▶ _Data extract_:
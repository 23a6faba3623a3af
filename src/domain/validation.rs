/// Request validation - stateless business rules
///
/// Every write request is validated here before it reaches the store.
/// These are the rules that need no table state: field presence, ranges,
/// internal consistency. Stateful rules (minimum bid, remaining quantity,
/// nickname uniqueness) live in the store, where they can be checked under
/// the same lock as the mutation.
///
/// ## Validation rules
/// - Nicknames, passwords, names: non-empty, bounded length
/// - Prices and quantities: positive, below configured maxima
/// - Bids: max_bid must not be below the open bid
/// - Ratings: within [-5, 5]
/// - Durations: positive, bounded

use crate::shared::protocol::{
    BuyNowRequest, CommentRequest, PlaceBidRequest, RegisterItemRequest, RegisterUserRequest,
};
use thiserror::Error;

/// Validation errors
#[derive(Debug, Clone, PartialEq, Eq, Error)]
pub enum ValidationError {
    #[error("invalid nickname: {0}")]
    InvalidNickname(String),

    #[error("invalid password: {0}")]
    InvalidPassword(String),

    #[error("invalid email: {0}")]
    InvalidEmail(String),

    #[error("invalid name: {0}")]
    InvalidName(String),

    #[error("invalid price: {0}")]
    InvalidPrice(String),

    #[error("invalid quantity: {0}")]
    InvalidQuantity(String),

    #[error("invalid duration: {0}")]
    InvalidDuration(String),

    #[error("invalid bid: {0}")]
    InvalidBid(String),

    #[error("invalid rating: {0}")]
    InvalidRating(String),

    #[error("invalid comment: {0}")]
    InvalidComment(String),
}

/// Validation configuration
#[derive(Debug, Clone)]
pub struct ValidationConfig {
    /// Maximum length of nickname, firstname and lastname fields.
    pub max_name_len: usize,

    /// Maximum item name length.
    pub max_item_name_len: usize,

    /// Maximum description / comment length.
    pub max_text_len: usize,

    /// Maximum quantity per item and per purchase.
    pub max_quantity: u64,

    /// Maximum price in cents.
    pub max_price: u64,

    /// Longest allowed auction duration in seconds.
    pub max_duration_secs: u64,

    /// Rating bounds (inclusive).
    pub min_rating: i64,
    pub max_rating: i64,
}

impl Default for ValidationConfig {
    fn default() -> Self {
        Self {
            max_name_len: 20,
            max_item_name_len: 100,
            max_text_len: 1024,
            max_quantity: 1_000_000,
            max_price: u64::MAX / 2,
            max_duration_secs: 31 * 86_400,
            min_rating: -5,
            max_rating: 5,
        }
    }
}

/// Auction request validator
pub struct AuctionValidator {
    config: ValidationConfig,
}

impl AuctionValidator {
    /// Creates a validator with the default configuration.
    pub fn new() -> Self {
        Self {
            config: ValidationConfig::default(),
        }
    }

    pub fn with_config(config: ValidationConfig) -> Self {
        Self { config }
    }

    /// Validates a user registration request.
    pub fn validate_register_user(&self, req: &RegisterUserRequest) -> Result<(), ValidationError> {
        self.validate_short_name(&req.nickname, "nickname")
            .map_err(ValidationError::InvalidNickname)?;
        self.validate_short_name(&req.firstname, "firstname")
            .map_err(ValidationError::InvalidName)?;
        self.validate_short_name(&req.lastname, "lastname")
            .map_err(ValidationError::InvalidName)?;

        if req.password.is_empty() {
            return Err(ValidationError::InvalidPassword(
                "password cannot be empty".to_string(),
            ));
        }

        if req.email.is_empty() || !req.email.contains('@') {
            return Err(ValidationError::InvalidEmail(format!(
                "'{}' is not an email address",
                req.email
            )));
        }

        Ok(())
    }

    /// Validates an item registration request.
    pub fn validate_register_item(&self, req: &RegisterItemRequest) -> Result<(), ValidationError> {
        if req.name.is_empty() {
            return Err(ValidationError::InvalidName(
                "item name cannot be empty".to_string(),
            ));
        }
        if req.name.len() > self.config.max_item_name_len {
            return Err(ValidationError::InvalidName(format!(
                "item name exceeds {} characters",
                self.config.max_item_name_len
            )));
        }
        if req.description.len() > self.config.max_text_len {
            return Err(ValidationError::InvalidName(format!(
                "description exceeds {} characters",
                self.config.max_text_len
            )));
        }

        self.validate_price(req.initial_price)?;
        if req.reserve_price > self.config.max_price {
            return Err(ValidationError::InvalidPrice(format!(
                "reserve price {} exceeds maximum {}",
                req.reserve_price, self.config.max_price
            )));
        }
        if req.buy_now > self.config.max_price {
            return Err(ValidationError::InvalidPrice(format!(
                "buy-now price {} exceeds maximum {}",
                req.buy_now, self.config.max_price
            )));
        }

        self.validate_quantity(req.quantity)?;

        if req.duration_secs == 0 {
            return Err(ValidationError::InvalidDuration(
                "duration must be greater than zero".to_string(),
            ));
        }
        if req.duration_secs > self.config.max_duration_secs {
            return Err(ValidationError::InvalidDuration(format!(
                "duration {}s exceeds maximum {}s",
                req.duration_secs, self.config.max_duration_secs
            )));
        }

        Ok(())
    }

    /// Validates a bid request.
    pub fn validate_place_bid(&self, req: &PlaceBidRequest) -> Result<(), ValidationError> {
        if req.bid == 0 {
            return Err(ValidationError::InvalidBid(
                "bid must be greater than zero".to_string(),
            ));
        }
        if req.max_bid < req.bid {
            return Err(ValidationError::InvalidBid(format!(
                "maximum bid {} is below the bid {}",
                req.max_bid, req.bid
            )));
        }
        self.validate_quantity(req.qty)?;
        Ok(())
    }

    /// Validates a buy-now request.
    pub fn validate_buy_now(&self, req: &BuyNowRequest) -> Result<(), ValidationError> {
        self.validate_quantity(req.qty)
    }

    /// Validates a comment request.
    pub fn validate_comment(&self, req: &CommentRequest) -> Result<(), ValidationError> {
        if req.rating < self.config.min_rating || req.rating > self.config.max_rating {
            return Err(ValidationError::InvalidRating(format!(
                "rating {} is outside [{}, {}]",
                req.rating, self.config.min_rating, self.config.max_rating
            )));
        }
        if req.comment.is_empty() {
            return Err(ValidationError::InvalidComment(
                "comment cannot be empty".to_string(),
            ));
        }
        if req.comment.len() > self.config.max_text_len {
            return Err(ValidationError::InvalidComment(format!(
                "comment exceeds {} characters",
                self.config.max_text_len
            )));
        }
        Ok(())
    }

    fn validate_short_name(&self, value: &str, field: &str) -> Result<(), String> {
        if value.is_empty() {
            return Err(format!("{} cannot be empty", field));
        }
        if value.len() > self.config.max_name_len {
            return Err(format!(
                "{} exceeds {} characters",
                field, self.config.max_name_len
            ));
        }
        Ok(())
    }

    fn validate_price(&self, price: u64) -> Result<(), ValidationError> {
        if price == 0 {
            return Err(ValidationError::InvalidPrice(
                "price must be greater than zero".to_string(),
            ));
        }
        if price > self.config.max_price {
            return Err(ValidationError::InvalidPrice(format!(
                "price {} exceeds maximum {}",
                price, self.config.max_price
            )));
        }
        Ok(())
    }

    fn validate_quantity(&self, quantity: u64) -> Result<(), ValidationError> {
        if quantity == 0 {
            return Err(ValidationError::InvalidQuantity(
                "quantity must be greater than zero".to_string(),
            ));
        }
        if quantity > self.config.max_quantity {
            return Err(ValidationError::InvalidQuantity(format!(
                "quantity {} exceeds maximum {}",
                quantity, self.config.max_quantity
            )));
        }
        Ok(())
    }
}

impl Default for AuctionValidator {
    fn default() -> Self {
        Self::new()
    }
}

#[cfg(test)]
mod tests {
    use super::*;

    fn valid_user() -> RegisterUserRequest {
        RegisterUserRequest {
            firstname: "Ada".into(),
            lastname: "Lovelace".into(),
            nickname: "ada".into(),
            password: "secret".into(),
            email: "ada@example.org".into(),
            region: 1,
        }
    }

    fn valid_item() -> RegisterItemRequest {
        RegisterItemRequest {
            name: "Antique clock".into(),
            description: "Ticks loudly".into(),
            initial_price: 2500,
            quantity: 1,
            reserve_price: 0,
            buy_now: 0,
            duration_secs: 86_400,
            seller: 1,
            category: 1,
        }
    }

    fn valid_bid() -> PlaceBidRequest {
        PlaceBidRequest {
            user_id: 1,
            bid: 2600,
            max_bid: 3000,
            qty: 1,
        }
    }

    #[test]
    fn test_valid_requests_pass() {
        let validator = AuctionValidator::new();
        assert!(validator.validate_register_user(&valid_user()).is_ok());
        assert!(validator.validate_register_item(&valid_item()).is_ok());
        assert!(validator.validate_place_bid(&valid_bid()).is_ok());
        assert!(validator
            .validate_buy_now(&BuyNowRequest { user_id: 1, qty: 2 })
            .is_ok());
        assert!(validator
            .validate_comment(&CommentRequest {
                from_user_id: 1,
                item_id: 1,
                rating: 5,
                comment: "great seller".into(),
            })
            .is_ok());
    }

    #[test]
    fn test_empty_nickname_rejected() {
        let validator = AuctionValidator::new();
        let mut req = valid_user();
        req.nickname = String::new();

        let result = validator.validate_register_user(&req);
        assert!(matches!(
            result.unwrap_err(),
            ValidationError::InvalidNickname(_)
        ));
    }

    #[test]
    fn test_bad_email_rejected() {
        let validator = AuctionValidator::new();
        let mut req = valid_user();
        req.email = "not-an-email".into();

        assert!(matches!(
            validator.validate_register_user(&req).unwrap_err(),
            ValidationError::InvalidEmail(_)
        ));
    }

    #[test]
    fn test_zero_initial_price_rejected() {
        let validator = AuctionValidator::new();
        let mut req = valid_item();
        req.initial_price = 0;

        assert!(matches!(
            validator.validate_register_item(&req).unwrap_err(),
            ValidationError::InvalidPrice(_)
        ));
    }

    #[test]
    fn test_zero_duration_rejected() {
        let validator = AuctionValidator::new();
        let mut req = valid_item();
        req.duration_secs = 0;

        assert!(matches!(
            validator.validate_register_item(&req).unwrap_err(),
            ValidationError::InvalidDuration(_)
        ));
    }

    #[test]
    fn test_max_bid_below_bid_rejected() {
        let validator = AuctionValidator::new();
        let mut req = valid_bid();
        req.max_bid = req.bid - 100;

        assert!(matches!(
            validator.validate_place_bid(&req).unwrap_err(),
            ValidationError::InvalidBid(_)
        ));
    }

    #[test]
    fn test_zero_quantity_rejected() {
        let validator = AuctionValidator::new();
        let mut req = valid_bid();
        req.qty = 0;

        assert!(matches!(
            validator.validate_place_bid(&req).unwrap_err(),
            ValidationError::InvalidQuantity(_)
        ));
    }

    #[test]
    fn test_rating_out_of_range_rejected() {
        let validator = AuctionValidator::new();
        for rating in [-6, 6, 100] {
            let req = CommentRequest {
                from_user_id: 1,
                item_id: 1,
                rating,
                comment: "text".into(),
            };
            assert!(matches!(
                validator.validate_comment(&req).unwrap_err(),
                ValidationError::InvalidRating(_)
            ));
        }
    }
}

* * *

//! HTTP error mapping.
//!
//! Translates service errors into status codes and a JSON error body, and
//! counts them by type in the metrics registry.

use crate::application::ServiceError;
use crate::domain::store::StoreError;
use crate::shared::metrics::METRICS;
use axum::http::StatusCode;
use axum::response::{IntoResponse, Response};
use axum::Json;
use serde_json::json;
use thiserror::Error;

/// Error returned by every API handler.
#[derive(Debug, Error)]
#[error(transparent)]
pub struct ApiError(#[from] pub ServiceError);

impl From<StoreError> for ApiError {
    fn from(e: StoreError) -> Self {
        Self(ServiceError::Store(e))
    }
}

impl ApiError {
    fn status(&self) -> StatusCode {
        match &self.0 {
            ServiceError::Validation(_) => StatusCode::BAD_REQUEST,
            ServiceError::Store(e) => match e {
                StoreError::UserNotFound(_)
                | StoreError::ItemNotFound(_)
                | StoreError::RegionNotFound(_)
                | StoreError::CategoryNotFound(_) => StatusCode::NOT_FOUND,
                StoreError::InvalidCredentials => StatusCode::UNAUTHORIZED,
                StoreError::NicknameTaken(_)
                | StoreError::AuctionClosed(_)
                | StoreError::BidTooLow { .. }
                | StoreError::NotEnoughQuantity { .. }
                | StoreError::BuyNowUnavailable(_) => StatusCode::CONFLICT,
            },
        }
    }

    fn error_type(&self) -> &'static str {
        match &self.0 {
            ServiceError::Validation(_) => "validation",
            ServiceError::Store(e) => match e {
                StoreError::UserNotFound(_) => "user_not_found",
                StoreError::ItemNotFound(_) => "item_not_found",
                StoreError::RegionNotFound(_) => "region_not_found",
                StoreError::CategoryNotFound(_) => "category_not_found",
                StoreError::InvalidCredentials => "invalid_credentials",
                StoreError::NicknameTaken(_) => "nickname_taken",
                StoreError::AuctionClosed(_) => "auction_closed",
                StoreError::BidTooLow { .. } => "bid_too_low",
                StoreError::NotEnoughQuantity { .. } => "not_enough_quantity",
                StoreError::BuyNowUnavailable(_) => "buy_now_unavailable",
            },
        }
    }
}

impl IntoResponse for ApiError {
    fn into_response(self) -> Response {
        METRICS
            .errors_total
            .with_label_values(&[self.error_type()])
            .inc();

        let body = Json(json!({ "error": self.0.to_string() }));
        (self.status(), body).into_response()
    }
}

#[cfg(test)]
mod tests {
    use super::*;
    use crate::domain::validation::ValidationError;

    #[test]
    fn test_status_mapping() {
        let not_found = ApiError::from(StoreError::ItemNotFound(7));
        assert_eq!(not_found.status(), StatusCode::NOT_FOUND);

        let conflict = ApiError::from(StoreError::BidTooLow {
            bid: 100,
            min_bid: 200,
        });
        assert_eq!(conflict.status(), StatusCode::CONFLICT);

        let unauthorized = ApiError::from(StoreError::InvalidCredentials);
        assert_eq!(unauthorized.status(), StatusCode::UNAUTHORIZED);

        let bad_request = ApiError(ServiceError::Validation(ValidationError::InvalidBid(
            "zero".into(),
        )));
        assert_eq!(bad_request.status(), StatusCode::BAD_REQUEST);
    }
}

--

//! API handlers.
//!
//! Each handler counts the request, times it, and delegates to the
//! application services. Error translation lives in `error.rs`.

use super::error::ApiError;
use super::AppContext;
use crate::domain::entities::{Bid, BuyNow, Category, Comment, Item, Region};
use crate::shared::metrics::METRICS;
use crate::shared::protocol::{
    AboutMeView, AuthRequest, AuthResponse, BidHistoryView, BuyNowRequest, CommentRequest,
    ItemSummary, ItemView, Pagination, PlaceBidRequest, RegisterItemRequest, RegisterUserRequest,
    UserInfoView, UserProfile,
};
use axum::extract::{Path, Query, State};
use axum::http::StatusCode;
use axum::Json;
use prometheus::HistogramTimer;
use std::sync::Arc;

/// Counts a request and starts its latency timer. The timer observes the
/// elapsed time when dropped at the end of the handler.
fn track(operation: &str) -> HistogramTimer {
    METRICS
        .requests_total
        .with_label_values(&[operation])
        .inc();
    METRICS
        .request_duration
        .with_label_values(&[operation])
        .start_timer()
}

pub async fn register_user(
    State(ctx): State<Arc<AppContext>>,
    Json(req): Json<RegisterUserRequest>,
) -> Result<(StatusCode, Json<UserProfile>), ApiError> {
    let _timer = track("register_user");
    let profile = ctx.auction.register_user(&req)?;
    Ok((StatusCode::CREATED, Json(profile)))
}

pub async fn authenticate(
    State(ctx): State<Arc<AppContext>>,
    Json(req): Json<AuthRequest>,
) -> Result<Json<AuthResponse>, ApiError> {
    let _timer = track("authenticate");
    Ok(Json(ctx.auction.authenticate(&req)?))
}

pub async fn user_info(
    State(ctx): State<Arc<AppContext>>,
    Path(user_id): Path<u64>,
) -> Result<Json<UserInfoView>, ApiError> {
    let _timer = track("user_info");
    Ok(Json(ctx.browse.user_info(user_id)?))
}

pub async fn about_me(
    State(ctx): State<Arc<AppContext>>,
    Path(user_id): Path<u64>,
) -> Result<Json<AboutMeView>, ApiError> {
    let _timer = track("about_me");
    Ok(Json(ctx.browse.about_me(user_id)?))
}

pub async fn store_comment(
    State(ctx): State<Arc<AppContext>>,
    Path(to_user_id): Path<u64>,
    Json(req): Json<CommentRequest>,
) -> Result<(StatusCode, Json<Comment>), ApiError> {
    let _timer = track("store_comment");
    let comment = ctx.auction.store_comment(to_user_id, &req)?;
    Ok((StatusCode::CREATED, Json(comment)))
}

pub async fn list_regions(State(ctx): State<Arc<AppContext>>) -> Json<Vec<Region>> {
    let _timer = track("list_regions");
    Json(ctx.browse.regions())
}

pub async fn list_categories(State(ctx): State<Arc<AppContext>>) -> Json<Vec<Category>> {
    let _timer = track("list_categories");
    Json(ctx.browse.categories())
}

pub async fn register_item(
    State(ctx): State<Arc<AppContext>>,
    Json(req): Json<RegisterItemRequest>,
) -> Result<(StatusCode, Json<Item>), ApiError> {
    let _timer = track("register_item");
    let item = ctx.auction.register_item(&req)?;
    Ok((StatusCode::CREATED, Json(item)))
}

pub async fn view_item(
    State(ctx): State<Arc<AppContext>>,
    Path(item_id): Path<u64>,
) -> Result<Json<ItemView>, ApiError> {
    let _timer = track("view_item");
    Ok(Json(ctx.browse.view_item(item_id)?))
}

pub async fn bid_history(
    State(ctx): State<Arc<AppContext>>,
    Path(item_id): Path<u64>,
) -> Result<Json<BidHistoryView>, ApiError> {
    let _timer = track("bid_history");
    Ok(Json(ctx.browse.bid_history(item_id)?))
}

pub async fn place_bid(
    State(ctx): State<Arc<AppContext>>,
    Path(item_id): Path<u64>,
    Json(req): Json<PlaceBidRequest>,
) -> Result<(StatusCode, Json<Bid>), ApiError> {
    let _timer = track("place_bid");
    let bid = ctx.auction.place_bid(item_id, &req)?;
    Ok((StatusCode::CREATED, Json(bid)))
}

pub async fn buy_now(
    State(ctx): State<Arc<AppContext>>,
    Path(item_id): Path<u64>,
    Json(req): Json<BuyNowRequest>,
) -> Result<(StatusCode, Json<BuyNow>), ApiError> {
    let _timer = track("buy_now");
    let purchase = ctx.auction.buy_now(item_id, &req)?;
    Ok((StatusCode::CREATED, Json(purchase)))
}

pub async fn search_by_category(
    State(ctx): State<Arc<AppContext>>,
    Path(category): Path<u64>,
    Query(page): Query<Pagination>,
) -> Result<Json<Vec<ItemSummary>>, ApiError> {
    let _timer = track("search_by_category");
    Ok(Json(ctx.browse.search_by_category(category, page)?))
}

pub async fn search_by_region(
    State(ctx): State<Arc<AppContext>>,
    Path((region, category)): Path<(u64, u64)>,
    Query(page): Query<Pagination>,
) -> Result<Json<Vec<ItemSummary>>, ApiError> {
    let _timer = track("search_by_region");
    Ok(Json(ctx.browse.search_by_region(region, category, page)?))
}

▶ _Task to complete_: Find how many lines in the listing contain the word "HistogramTimer" and give that count alone.

▶ _Task result_: 2